Work order>
From the records below, print exactly the lines starting at the one containing "gl.delete_shader(shader);" and ending at the one containing "gl.bind_buffer(glow::ARRAY_BUFFER, Some(vertex_buffer));", ends included, and nothing else.
--- Records supplied ---
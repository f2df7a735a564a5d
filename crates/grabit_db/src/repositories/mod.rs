//! Repository modules for database access

pub mod device;
pub mod device_factory;
pub mod device_sql;

// Re-export the device repository and factory for ease of use
pub use device::DeviceRepository;
pub use device_factory::DeviceRepositoryFactory;
pub use device_sql::SqlDeviceRepository;
use std::{fmt, rc::Rc};

use bytemuck::{Pod, Zeroable};
use chip8::{constants::*, prelude::Display};
use glow::{Context as GlowContext, HasContext};
use memoffset::offset_of;

use crate::error::AppError;

/// Clear colour around the letterboxed display.
const BORDER_COLOR: [f32; 4] = [29.0 / 255.0, 33.0 / 255.0, 40.0 / 255.0, 1.0];
const BACKGROUND_COLOR: [f32; 3] = [0.1, 0.12, 0.1];
const FOREGROUND_COLOR: [f32; 3] = [0.6, 0.95, 0.6];

const VERTEX_SHADER: &str = r#"
layout (location = 0) in vec2 a_pos;
layout (location = 1) in vec2 a_uv;

out vec2 v_uv;

void main() {
    v_uv = a_uv;
    gl_Position = vec4(a_pos, 0.0, 1.0);
}
"#;

const FRAGMENT_SHADER: &str = r#"
precision mediump float;

in vec2 v_uv;
out vec4 f_color;

uniform sampler2D u_display;
uniform vec3 u_background;
uniform vec3 u_foreground;

void main() {
    float lit = texture(u_display, v_uv).r;
    f_color = vec4(mix(u_background, u_foreground, lit), 1.0);
}
"#;

#[repr(C)]
#[derive(Debug, Clone, Copy, Pod, Zeroable)]
struct Vertex {
    pos: [f32; 2],
    uv: [f32; 2],
}

/// Two triangles covering the viewport. Texture rows run top to bottom.
#[rustfmt::skip]
const QUAD: [Vertex; 6] = [
    Vertex { pos: [-1.0, -1.0], uv: [0.0, 1.0] },
    Vertex { pos: [ 1.0, -1.0], uv: [1.0, 1.0] },
    Vertex { pos: [ 1.0,  1.0], uv: [1.0, 0.0] },
    Vertex { pos: [-1.0, -1.0], uv: [0.0, 1.0] },
    Vertex { pos: [ 1.0,  1.0], uv: [1.0, 0.0] },
    Vertex { pos: [-1.0,  1.0], uv: [0.0, 0.0] },
];

pub struct Render {
    /// The interface to the loaded OpenGL function.
    gl: Rc<GlowContext>,
    info: OpenGLInfo,
    program: glow::Program,
    vertex_array: glow::VertexArray,
    vertex_buffer: glow::Buffer,
    texture: glow::Texture,
    /// Staging buffer for the display pixels.
    pixels: Vec<u32>,
    viewport: [i32; 4],
}

impl Render {
    pub fn new(gl: Rc<GlowContext>) -> Result<Self, AppError> {
        let info = OpenGLInfo::new(&gl);

        let program = unsafe { Self::create_program(&gl)? };
        let (vertex_array, vertex_buffer) = unsafe { Self::create_buffers(&gl)? };
        let texture = unsafe { Self::create_texture(&gl)? };

        Ok(Self {
            gl,
            info,
            program,
            vertex_array,
            vertex_buffer,
            texture,
            pixels: vec![PIXEL_OFF; DISPLAY_PIXEL_COUNT],
            viewport: [0, 0, 0, 0],
        })
    }

    unsafe fn create_program(gl: &GlowContext) -> Result<glow::Program, AppError> {
        let header = if gl.version().is_embedded {
            "#version 300 es"
        } else {
            "#version 330 core"
        };

        let program = gl.create_program().map_err(AppError::gl)?;
        let mut shaders = Vec::with_capacity(2);

        for (kind, source) in [
            (glow::VERTEX_SHADER, VERTEX_SHADER),
            (glow::FRAGMENT_SHADER, FRAGMENT_SHADER),
        ] {
            let shader = gl.create_shader(kind).map_err(AppError::gl)?;
            gl.shader_source(shader, &format!("{header}\n{source}"));
            gl.compile_shader(shader);
            if !gl.get_shader_compile_status(shader) {
                return Err(AppError::gl(gl.get_shader_info_log(shader)));
            }
            gl.attach_shader(program, shader);
            shaders.push(shader);
        }

        gl.link_program(program);
        if !gl.get_program_link_status(program) {
            return Err(AppError::gl(gl.get_program_info_log(program)));
        }

        for shader in shaders {
            gl.detach_shader(program, shader);
            gl.delete_shader(shader);
        }

        Ok(program)
    }

    unsafe fn create_buffers(
        gl: &GlowContext,
    ) -> Result<(glow::VertexArray, glow::Buffer), AppError> {
        let vertex_array = gl.create_vertex_array().map_err(AppError::gl)?;
        let vertex_buffer = gl.create_buffer().map_err(AppError::gl)?;

        gl.bind_vertex_array(Some(vertex_array));
        gl.bind_buffer(glow::ARRAY_BUFFER, Some(vertex_buffer));
        gl.buffer_data_u8_slice(
            glow::ARRAY_BUFFER,
            bytemuck::cast_slice(&QUAD),
            glow::STATIC_DRAW,
        );

        let stride = std::mem::size_of::<Vertex>() as i32;
        gl.enable_vertex_attrib_array(0);
        gl.vertex_attrib_pointer_f32(0, 2, glow::FLOAT, false, stride, offset_of!(Vertex, pos) as i32);
        gl.enable_vertex_attrib_array(1);
        gl.vertex_attrib_pointer_f32(1, 2, glow::FLOAT, false, stride, offset_of!(Vertex, uv) as i32);

        gl.bind_vertex_array(None);
        gl.bind_buffer(glow::ARRAY_BUFFER, None);

        Ok((vertex_array, vertex_buffer))
    }

    unsafe fn create_texture(gl: &GlowContext) -> Result<glow::Texture, AppError> {
        let texture = gl.create_texture().map_err(AppError::gl)?;

        gl.bind_texture(glow::TEXTURE_2D, Some(texture));
        gl.tex_parameter_i32(glow::TEXTURE_2D, glow::TEXTURE_MIN_FILTER, glow::NEAREST as i32);
        gl.tex_parameter_i32(glow::TEXTURE_2D, glow::TEXTURE_MAG_FILTER, glow::NEAREST as i32);
        gl.tex_parameter_i32(glow::TEXTURE_2D, glow::TEXTURE_WRAP_S, glow::CLAMP_TO_EDGE as i32);
        gl.tex_parameter_i32(glow::TEXTURE_2D, glow::TEXTURE_WRAP_T, glow::CLAMP_TO_EDGE as i32);
        gl.tex_image_2d(
            glow::TEXTURE_2D,
            0,
            glow::RGBA8 as i32,
            DISPLAY_WIDTH as i32,
            DISPLAY_HEIGHT as i32,
            0,
            glow::RGBA,
            glow::UNSIGNED_BYTE,
            None,
        );
        gl.bind_texture(glow::TEXTURE_2D, None);

        Ok(texture)
    }

    /// Fit the display into the window, keeping its 2:1 aspect ratio.
    pub fn set_viewport(&mut self, width: u32, height: u32) {
        let (width, height) = (width as i32, height as i32);
        let aspect = DISPLAY_WIDTH as i32 / DISPLAY_HEIGHT as i32;

        let (w, h) = if width > height * aspect {
            (height * aspect, height)
        } else {
            (width, width / aspect)
        };

        self.viewport = [(width - w) / 2, (height - h) / 2, w, h];
    }

    pub fn clear_window(&mut self, red: f32, green: f32, blue: f32, alpha: f32) {
        unsafe {
            self.gl.clear_color(red, green, blue, alpha);
            self.gl.clear(glow::COLOR_BUFFER_BIT);
        }
    }

    /// Upload the display and draw it to the current surface.
    pub fn draw_display(&mut self, display: &Display) {
        display.write_pixels(&mut self.pixels, PIXEL_ON);

        let [r, g, b, a] = BORDER_COLOR;
        self.clear_window(r, g, b, a);

        let [x, y, w, h] = self.viewport;
        let gl = &self.gl;

        unsafe {
            gl.viewport(x, y, w, h);

            gl.active_texture(glow::TEXTURE0);
            gl.bind_texture(glow::TEXTURE_2D, Some(self.texture));
            gl.tex_sub_image_2d(
                glow::TEXTURE_2D,
                0,
                0,
                0,
                DISPLAY_WIDTH as i32,
                DISPLAY_HEIGHT as i32,
                glow::RGBA,
                glow::UNSIGNED_BYTE,
                glow::PixelUnpackData::Slice(bytemuck::cast_slice(&self.pixels)),
            );

            gl.use_program(Some(self.program));
            let [r, g, b] = BACKGROUND_COLOR;
            gl.uniform_3_f32(gl.get_uniform_location(self.program, "u_background").as_ref(), r, g, b);
            let [r, g, b] = FOREGROUND_COLOR;
            gl.uniform_3_f32(gl.get_uniform_location(self.program, "u_foreground").as_ref(), r, g, b);
            gl.uniform_1_i32(gl.get_uniform_location(self.program, "u_display").as_ref(), 0);

            gl.bind_vertex_array(Some(self.vertex_array));
            gl.draw_arrays(glow::TRIANGLES, 0, QUAD.len() as i32);

            gl.bind_vertex_array(None);
            gl.bind_texture(glow::TEXTURE_2D, None);
            gl.use_program(None);
        }
    }

    pub fn opengl_info(&self) -> &OpenGLInfo {
        &self.info
    }
}

impl Drop for Render {
    fn drop(&mut self) {
        unsafe {
            self.gl.delete_texture(self.texture);
            self.gl.delete_buffer(self.vertex_buffer);
            self.gl.delete_vertex_array(self.vertex_array);
            self.gl.delete_program(self.program);
        }
    }
}

pub struct OpenGLInfo {
    pub version: String,
    pub renderer: String,
    pub vendor: String,
    pub shading_lang: String,
}

impl OpenGLInfo {
    pub fn new(gl: &GlowContext) -> Self {
        unsafe {
            Self {
                version: gl.get_parameter_string(glow::VERSION),
                renderer: gl.get_parameter_string(glow::RENDERER),
                vendor: gl.get_parameter_string(glow::VENDOR),
                shading_lang: gl.get_parameter_string(glow::SHADING_LANGUAGE_VERSION),
            }
        }
    }
}

impl fmt::Display for OpenGLInfo {
    fn fmt(&self, f: &mut fmt::Formatter) -> fmt::Result {
        let Self {
            version,
            renderer,
            vendor,
            shading_lang,
        } = self;
        writeln!(f, "OpenGL Version: {version}")?;
        writeln!(f, "Renderer: {renderer}")?;
        writeln!(f, "Vendor: {vendor}")?;
        writeln!(f, "Shading Language: {shading_lang}")?;
        Ok(())
    }
}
---
Task output>
            gl.delete_shader(shader);
        }

        Ok(program)
    }

    unsafe fn create_buffers(
        gl: &GlowContext,
    ) -> Result<(glow::VertexArray, glow::Buffer), AppError> {
        let vertex_array = gl.create_vertex_array().map_err(AppError::gl)?;
        let vertex_buffer = gl.create_buffer().map_err(AppError::gl)?;

        gl.bind_vertex_array(Some(vertex_array));
        gl.bind_buffer(glow::ARRAY_BUFFER, Some(vertex_buffer));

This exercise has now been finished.